Power-seeking behavior is a key source of risk from advanced AI, but our theoretical understanding of this phenomenon is relatively limited. Building on existing theoretical results demonstrating power-seeking incentives for most reward functions, we investigate how the training process affects power-seeking incentives and show that they are still likely to hold for trained agents under some simplifying assumptions.
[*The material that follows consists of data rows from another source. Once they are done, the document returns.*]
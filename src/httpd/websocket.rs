use anyhow::Result;
use axum::{
    extract::{
        ws::{Message, WebSocket, WebSocketUpgrade},
        State,
    },
    response::Response,
};
use bytes::Bytes;
use futures::stream::StreamExt;
use tokio::sync::broadcast;
use tokio_stream::wrappers::{errors::BroadcastStreamRecvError, BroadcastStream};
use tracing::Instrument;

/// Streams each periodically captured frame as a binary message.
pub async fn handler(
    State(frames): State<broadcast::Sender<Bytes>>,
    ws: WebSocketUpgrade,
) -> Response {
    let span = tracing::debug_span!("frames websocket");
    let receiver = frames.subscribe();
    ws.on_upgrade(move |socket| stream_frames(socket, receiver).instrument(span))
}

async fn stream_frames(socket: WebSocket, receiver: broadcast::Receiver<Bytes>) {
    tracing::info!("frame client connected");
    match forward(socket, receiver).await {
        Ok(()) => tracing::info!("frame client disconnected"),
        Err(error) => tracing::error!(%error, "frame client error"),
    }
}

async fn forward(socket: WebSocket, receiver: broadcast::Receiver<Bytes>) -> Result<()> {
    let (sink, mut incoming) = socket.split();
    // Frames the client could not keep up with are dropped.
    let send = BroadcastStream::new(receiver)
        .filter_map(|frame| async move {
            match frame {
                Ok(frame) => Some(Ok(Message::Binary(frame))),
                Err(BroadcastStreamRecvError::Lagged(skipped)) => {
                    tracing::debug!(skipped, "frame client lagging");
                    None
                }
            }
        })
        .forward(sink);
    // Incoming messages are discarded, but they need to be received for the
    // pings to be answered.
    let receive = async move {
        while let Some(message) = incoming.next().await {
            if let Message::Close(_) = message? {
                break;
            }
        }
        Ok::<_, axum::Error>(())
    };
    tokio::select! {
        ret = send => ret?,
        ret = receive => ret?,
    }
    Ok(())
}
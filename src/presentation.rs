//! Plotting settings.
//!
//! The sampling frequency and the axis range do not affect the acquisition.
//! They are stored here so that plotting clients can read and change them
//! through the HTTP API.

use anyhow::Result;
use std::sync::{Arc, Mutex};

/// Plotting settings.
///
/// This struct gives shared access to getters and setters for the settings
/// used by plotting clients. It is cheaply clonable and clones refer to the
/// same settings.
#[derive(Debug, Clone)]
pub struct PresentationConfig(Arc<Mutex<Config>>);

#[derive(Debug, Clone)]
struct Config {
    sampling_frequency: f64,
    axis_range: f64,
}

impl PresentationConfig {
    /// Creates the plotting settings.
    pub fn new(sampling_frequency: f64, axis_range: f64) -> Result<PresentationConfig> {
        check_positive("sampling frequency", sampling_frequency)?;
        check_positive("axis range", axis_range)?;
        Ok(PresentationConfig(Arc::new(Mutex::new(Config {
            sampling_frequency,
            axis_range,
        }))))
    }

    /// Returns the sampling frequency in samples per second.
    pub fn sampling_frequency(&self) -> f64 {
        self.0.lock().unwrap().sampling_frequency
    }

    /// Sets the sampling frequency in samples per second.
    pub fn set_sampling_frequency(&self, sampling_frequency: f64) -> Result<()> {
        check_positive("sampling frequency", sampling_frequency)?;
        self.0.lock().unwrap().sampling_frequency = sampling_frequency;
        Ok(())
    }

    /// Returns the axis range.
    pub fn axis_range(&self) -> f64 {
        self.0.lock().unwrap().axis_range
    }

    /// Sets the axis range.
    pub fn set_axis_range(&self, axis_range: f64) -> Result<()> {
        check_positive("axis range", axis_range)?;
        self.0.lock().unwrap().axis_range = axis_range;
        Ok(())
    }
}

fn check_positive(name: &str, value: f64) -> Result<()> {
    anyhow::ensure!(
        value.is_finite() && value > 0.0,
        "{name} must be positive (got {value})"
    );
    Ok(())
}

#[cfg(test)]
mod test {
    use super::*;

    #[test]
    fn shared_between_clones() {
        let config = PresentationConfig::new(100e3, 1.0).unwrap();
        let clone = config.clone();
        clone.set_sampling_frequency(1e6).unwrap();
        clone.set_axis_range(0.25).unwrap();
        assert_eq!(config.sampling_frequency(), 1e6);
        assert_eq!(config.axis_range(), 0.25);
    }

    #[test]
    fn rejects_non_positive() {
        assert!(PresentationConfig::new(0.0, 1.0).is_err());
        let config = PresentationConfig::new(100e3, 1.0).unwrap();
        assert!(config.set_axis_range(-1.0).is_err());
        assert!(config.set_sampling_frequency(f64::NAN).is_err());
        assert_eq!(config.axis_range(), 1.0);
        assert_eq!(config.sampling_frequency(), 100e3);
    }
}
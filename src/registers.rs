//! Data inspector control registers.
//!
//! The IP core has three 32-bit registers. [`Register`] gives the fixed table
//! of names and byte offsets, and [`ControlRegisters`] the access methods.
//! Every access goes to the hardware; nothing is cached.

use crate::uio::Mapping;
use inspector_pac::data_inspector::RegisterBlock;
use vcell::VolatileCell;

/// Data inspector register.
#[derive(Debug, Copy, Clone, Eq, PartialEq, Hash)]
pub enum Register {
    /// Holds the core in reset when 1.
    Reset,
    /// Lets the core stream samples when 1.
    Enable,
    /// Number of complex samples per packet.
    PacketSize,
}

impl Register {
    /// All the registers, in address order.
    pub const ALL: [Register; 3] = [Register::Reset, Register::Enable, Register::PacketSize];

    /// Byte offset of the register in the IP core address space.
    pub const fn offset(self) -> usize {
        match self {
            Register::Reset => 0x0,
            Register::Enable => 0x4,
            Register::PacketSize => 0x8,
        }
    }

    /// Name of the register.
    pub const fn name(self) -> &'static str {
        match self {
            Register::Reset => "reset",
            Register::Enable => "enable",
            Register::PacketSize => "packetsize",
        }
    }
}

impl std::str::FromStr for Register {
    type Err = ();

    fn from_str(s: &str) -> Result<Self, ()> {
        Register::ALL
            .into_iter()
            .find(|r| r.name() == s)
            .ok_or(())
    }
}

impl std::fmt::Display for Register {
    fn fmt(&self, f: &mut std::fmt::Formatter<'_>) -> Result<(), std::fmt::Error> {
        f.write_str(self.name())
    }
}

macro_rules! bit_accessors {
    ($($reg:ident => $variant:ident),*) => {
        paste::paste! {
            $(
                #[doc = concat!("Returns `true` if the `", stringify!($reg),
                                "` register is asserted.")]
                fn $reg(&self) -> bool {
                    self.get(Register::$variant) & 1 != 0
                }

                #[doc = concat!("Asserts or deasserts the `", stringify!($reg),
                                "` register.")]
                fn [<set_ $reg>](&mut self, value: bool) {
                    self.set(Register::$variant, u32::from(value))
                }
            )*
        }
    };
}

/// Access to the data inspector control registers.
pub trait ControlRegisters: Send {
    /// Reads a register.
    fn get(&self, register: Register) -> u32;

    /// Writes a register.
    fn set(&mut self, register: Register, value: u32);

    bit_accessors!(reset => Reset, enable => Enable);

    /// Returns the value of the `packetsize` register.
    fn packet_size(&self) -> u32 {
        self.get(Register::PacketSize)
    }

    /// Writes the `packetsize` register.
    ///
    /// The value is not validated.
    fn set_packet_size(&mut self, value: u32) {
        self.set(Register::PacketSize, value)
    }
}

/// Backing memory of a register block.
///
/// Register blocks are normally the memory mapping of an UIO device. An owned
/// block in ordinary memory is used to run without hardware.
#[derive(Debug)]
pub(crate) enum RegisterMemory<T> {
    Mapped(Mapping),
    Owned(Box<T>),
}

impl<T> std::ops::Deref for RegisterMemory<T> {
    type Target = T;
    fn deref(&self) -> &T {
        match self {
            RegisterMemory::Mapped(mapping) => unsafe { &*(mapping.addr() as *const T) },
            RegisterMemory::Owned(block) => block,
        }
    }
}

unsafe impl<T: Send> Send for RegisterMemory<T> {}

/// Data inspector IP core registers.
pub struct Registers(RegisterMemory<RegisterBlock>);

impl Registers {
    /// Creates the registers from the mapping of the IP core UIO device.
    pub fn from_mapping(mapping: Mapping) -> Registers {
        Registers(RegisterMemory::Mapped(mapping))
    }

    /// Creates a register block in ordinary memory.
    pub fn in_memory() -> Registers {
        Registers(RegisterMemory::Owned(Box::default()))
    }

    fn cell(&self, register: Register) -> &VolatileCell<u32> {
        match register {
            Register::Reset => &self.0.reset,
            Register::Enable => &self.0.enable,
            Register::PacketSize => &self.0.packetsize,
        }
    }
}

impl std::fmt::Debug for Registers {
    fn fmt(&self, f: &mut std::fmt::Formatter<'_>) -> Result<(), std::fmt::Error> {
        f.debug_struct("Registers")
            .field("reset", &self.get(Register::Reset))
            .field("enable", &self.get(Register::Enable))
            .field("packetsize", &self.get(Register::PacketSize))
            .finish()
    }
}

impl ControlRegisters for Registers {
    fn get(&self, register: Register) -> u32 {
        self.cell(register).get()
    }

    fn set(&mut self, register: Register, value: u32) {
        tracing::trace!(%register, offset = register.offset(), value, "register write");
        self.cell(register).set(value)
    }
}
//! Acquisition buffer.
//!
//! The acquisition buffer is the DMA destination of the data inspector. It
//! holds `2 * packetsize` signed 16-bit values (interleaved I and Q) and is
//! reallocated whenever the packet size changes.
//!
//! DMA-capable memory is obtained from a [u-dma-buf] kernel device, which
//! provides a physically contiguous region that can be memory mapped. The
//! device is opened with `O_SYNC`, which makes the CPU mapping uncached, so
//! the samples written by the DMA are visible without cache maintenance.
//!
//! [u-dma-buf]: https://github.com/ikwzm/udmabuf

use crate::error::Error;
use crate::registers::ControlRegisters;
use anyhow::Context;
use std::os::unix::io::{AsRawFd, OwnedFd};

/// DMA buffer of signed 16-bit samples.
///
/// Dropping the buffer releases its memory.
#[derive(Debug)]
pub struct DmaBuffer {
    samples: *mut i16,
    len: usize,
    phys_addr: u64,
    backing: Backing,
}

#[derive(Debug)]
enum Backing {
    Mapped { base: *mut libc::c_void, map_size: usize },
    Heap(#[allow(dead_code)] Box<[i16]>),
}

unsafe impl Send for DmaBuffer {}

impl DmaBuffer {
    /// Number of 16-bit values in the buffer.
    pub fn len(&self) -> usize {
        self.len
    }

    /// Returns `true` if the buffer has no samples.
    pub fn is_empty(&self) -> bool {
        self.len == 0
    }

    /// Size of the buffer in bytes.
    pub fn size_bytes(&self) -> usize {
        self.len * std::mem::size_of::<i16>()
    }

    /// Physical (bus) address of the buffer, as seen by the DMA.
    pub fn phys_addr(&self) -> u64 {
        self.phys_addr
    }

    /// Returns the contents of the buffer.
    ///
    /// The contents are only meaningful after a transfer into the buffer has
    /// completed.
    pub fn as_slice(&self) -> &[i16] {
        unsafe { std::slice::from_raw_parts(self.samples, self.len) }
    }

    /// Returns the contents of the buffer for writing.
    pub fn as_mut_slice(&mut self) -> &mut [i16] {
        unsafe { std::slice::from_raw_parts_mut(self.samples, self.len) }
    }
}

impl Drop for DmaBuffer {
    fn drop(&mut self) {
        if let Backing::Mapped { base, map_size } = self.backing {
            unsafe {
                libc::munmap(base, map_size);
            }
        }
    }
}

/// Allocator of DMA buffers.
pub trait DmaAllocator: Send {
    /// Allocates a buffer of `len` 16-bit values.
    fn allocate(&mut self, len: usize) -> Result<DmaBuffer, Error>;

    /// Maximum number of 16-bit values that can be allocated.
    fn capacity(&self) -> usize;
}

/// u-dma-buf device.
///
/// Only one buffer can be allocated at a time, since every buffer maps the
/// start of the device memory. The [`AcquisitionBuffer`] always releases the
/// previous buffer before allocating a new one.
#[derive(Debug)]
pub struct UDmaBuf {
    fd: OwnedFd,
    phys_addr: u64,
    size: usize,
}

impl UDmaBuf {
    /// Opens a u-dma-buf device.
    ///
    /// The name corresponds to the filename of the character device in
    /// `/dev`, for instance `udmabuf0`.
    pub async fn new(name: &str) -> anyhow::Result<UDmaBuf> {
        let file = tokio::fs::OpenOptions::new()
            .read(true)
            .write(true)
            .custom_flags(libc::O_SYNC)
            .open(format!("/dev/{name}"))
            .await
            .with_context(|| format!("failed to open /dev/{name}"))?;
        let sysfs = format!("/sys/class/u-dma-buf/{name}");
        let phys_addr = crate::uio::parse_hex(
            &tokio::fs::read_to_string(format!("{sysfs}/phys_addr")).await?,
        )? as u64;
        let size = tokio::fs::read_to_string(format!("{sysfs}/size"))
            .await?
            .trim_end()
            .parse::<usize>()?;
        tracing::info!(
            "opened u-dma-buf {name} with {size} bytes at physical address {phys_addr:#08x}"
        );
        Ok(UDmaBuf {
            fd: file.into_std().await.into(),
            phys_addr,
            size,
        })
    }
}

impl DmaAllocator for UDmaBuf {
    fn allocate(&mut self, len: usize) -> Result<DmaBuffer, Error> {
        let bytes = len * std::mem::size_of::<i16>();
        if len == 0 || bytes > self.size {
            return Err(Error::Allocation {
                length: len,
                reason: format!("u-dma-buf size is {} bytes", self.size),
            });
        }
        let map_size = bytes.next_multiple_of(page_size::get());
        let base = unsafe {
            libc::mmap(
                std::ptr::null_mut::<libc::c_void>(),
                map_size,
                libc::PROT_READ | libc::PROT_WRITE,
                libc::MAP_SHARED,
                self.fd.as_raw_fd(),
                0,
            )
        };
        if base == libc::MAP_FAILED {
            return Err(Error::Allocation {
                length: len,
                reason: std::io::Error::last_os_error().to_string(),
            });
        }
        Ok(DmaBuffer {
            samples: base as *mut i16,
            len,
            phys_addr: self.phys_addr,
            backing: Backing::Mapped { base, map_size },
        })
    }

    fn capacity(&self) -> usize {
        self.size / std::mem::size_of::<i16>()
    }
}

/// Allocator of buffers in ordinary memory.
///
/// These buffers cannot be the target of a hardware DMA. They are used by the
/// simulated peripheral. The physical address reported is the virtual
/// address of the buffer.
#[derive(Debug, Clone)]
pub struct HeapAllocator {
    capacity: usize,
}

impl HeapAllocator {
    /// Creates an allocator that hands out buffers of up to `capacity`
    /// 16-bit values.
    pub fn new(capacity: usize) -> HeapAllocator {
        HeapAllocator { capacity }
    }
}

impl DmaAllocator for HeapAllocator {
    fn allocate(&mut self, len: usize) -> Result<DmaBuffer, Error> {
        if len == 0 || len > self.capacity {
            return Err(Error::Allocation {
                length: len,
                reason: format!("capacity is {} samples", self.capacity),
            });
        }
        let mut memory = vec![0i16; len].into_boxed_slice();
        let samples = memory.as_mut_ptr();
        Ok(DmaBuffer {
            samples,
            len,
            phys_addr: samples as u64,
            backing: Backing::Heap(memory),
        })
    }

    fn capacity(&self) -> usize {
        self.capacity
    }
}

/// Acquisition buffer manager.
///
/// Owns the allocator and the buffer currently used as DMA destination.
#[derive(Debug)]
pub struct AcquisitionBuffer<A> {
    allocator: A,
    buffer: Option<DmaBuffer>,
}

impl<A: DmaAllocator> AcquisitionBuffer<A> {
    /// Creates a buffer manager with no buffer allocated.
    pub fn new(allocator: A) -> AcquisitionBuffer<A> {
        AcquisitionBuffer {
            allocator,
            buffer: None,
        }
    }

    /// Allocates a buffer of `len` 16-bit values.
    ///
    /// Any previously held buffer is released first.
    pub fn allocate(&mut self, len: usize) -> Result<&mut DmaBuffer, Error> {
        // release before allocating, since u-dma-buf can only hold one buffer
        self.buffer = None;
        let buffer = self.allocator.allocate(len)?;
        Ok(self.buffer.insert(buffer))
    }

    /// Replaces the buffer by one of `len` 16-bit values and updates the
    /// `packetsize` register to the number of complex samples that it holds.
    ///
    /// `len` is validated before anything is released or written to the
    /// hardware. If the allocation itself fails, the manager is left without
    /// a buffer and the register is not modified.
    pub fn reshape<R: ControlRegisters>(
        &mut self,
        len: usize,
        registers: &mut R,
    ) -> Result<(), Error> {
        let packet_size = u32::try_from(len / 2)
            .map_err(|_| Error::InvalidPacketSize(u32::MAX))?;
        if len == 0 || len % 2 != 0 || len > self.allocator.capacity() {
            return Err(Error::InvalidPacketSize(packet_size));
        }
        self.allocate(len)?;
        registers.set_packet_size(packet_size);
        tracing::debug!(packet_size, "acquisition buffer reshaped");
        Ok(())
    }

    /// Returns the current buffer, if any.
    pub fn get(&self) -> Option<&DmaBuffer> {
        self.buffer.as_ref()
    }

    /// Returns the current buffer for use as DMA destination.
    pub fn get_mut(&mut self) -> Option<&mut DmaBuffer> {
        self.buffer.as_mut()
    }

    /// Maximum number of 16-bit values that a buffer can hold.
    pub fn capacity(&self) -> usize {
        self.allocator.capacity()
    }
}

#[cfg(test)]
mod test {
    use super::*;
    use crate::registers::Registers;

    #[test]
    fn reshape_sets_length_and_packet_size() {
        let mut registers = Registers::in_memory();
        let mut buffer = AcquisitionBuffer::new(HeapAllocator::new(1 << 16));
        for n in [1, 2, 64, 1000, 1 << 15] {
            buffer.reshape(2 * n, &mut registers).unwrap();
            assert_eq!(buffer.get().unwrap().len(), 2 * n);
            assert_eq!(registers.packet_size(), n as u32);
        }
    }

    #[test]
    fn reshape_rejects_before_touching_registers() {
        let mut registers = Registers::in_memory();
        let mut buffer = AcquisitionBuffer::new(HeapAllocator::new(256));
        buffer.reshape(128, &mut registers).unwrap();
        assert!(matches!(
            buffer.reshape(0, &mut registers),
            Err(Error::InvalidPacketSize(0))
        ));
        assert!(matches!(
            buffer.reshape(512, &mut registers),
            Err(Error::InvalidPacketSize(256))
        ));
        assert!(matches!(
            buffer.reshape(7, &mut registers),
            Err(Error::InvalidPacketSize(3))
        ));
        // the previous buffer and register value are kept
        assert_eq!(buffer.get().unwrap().len(), 128);
        assert_eq!(registers.packet_size(), 64);
    }

    #[test]
    fn reshape_releases_previous_buffer() {
        let mut registers = Registers::in_memory();
        let mut buffer = AcquisitionBuffer::new(HeapAllocator::new(1024));
        buffer.reshape(128, &mut registers).unwrap();
        buffer.get_mut().unwrap().as_mut_slice().fill(7);
        buffer.reshape(256, &mut registers).unwrap();
        let new = buffer.get().unwrap();
        assert_eq!(new.len(), 256);
        assert!(new.as_slice().iter().all(|&x| x == 0));
    }

    #[test]
    fn heap_allocation_failure() {
        let mut allocator = HeapAllocator::new(16);
        assert!(matches!(
            allocator.allocate(32),
            Err(Error::Allocation { length: 32, .. })
        ));
        assert!(allocator.allocate(0).is_err());
        let buffer = allocator.allocate(16).unwrap();
        assert_eq!(buffer.size_bytes(), 32);
        assert!(!buffer.is_empty());
    }
}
We formally define the training-compatible goal set (the set of goals consistent with the training rewards) and assume that the trained agent learns a goal from this set. In a setting where the trained agent faces a choice to shut down or avoid shutdown in a new situation, we prove that the agent is likely to avoid shutdown. Thus, we show that power-seeking incentives can be probable (likely to arise for trained agents) and predictive (allowing us to predict undesirable behavior in new situations).
翻译:----
权力追求行为是高级人工智能风险的关键来源,但我们对此现象的理论了解相对有限。在现有理论结果的基础上,证明了大部分奖励函数会激励智能体追求权力,我们研究了训练过程对权力追求激励的影响,并证明这些激励在某些简化的假设下,依然有可能适用于培训过的智能体。我们正式定义了与培训奖励一致的目标集合,假设培训过的智能体从该集合中学习目标。在一个情境中,当训练过的智能体面临关闭或避免关闭的选择时,我们证明智能体很有可能避免关闭。因此,我们展示了权力追求激励可能是可预测的,允许我们在新情境中预测不良行为。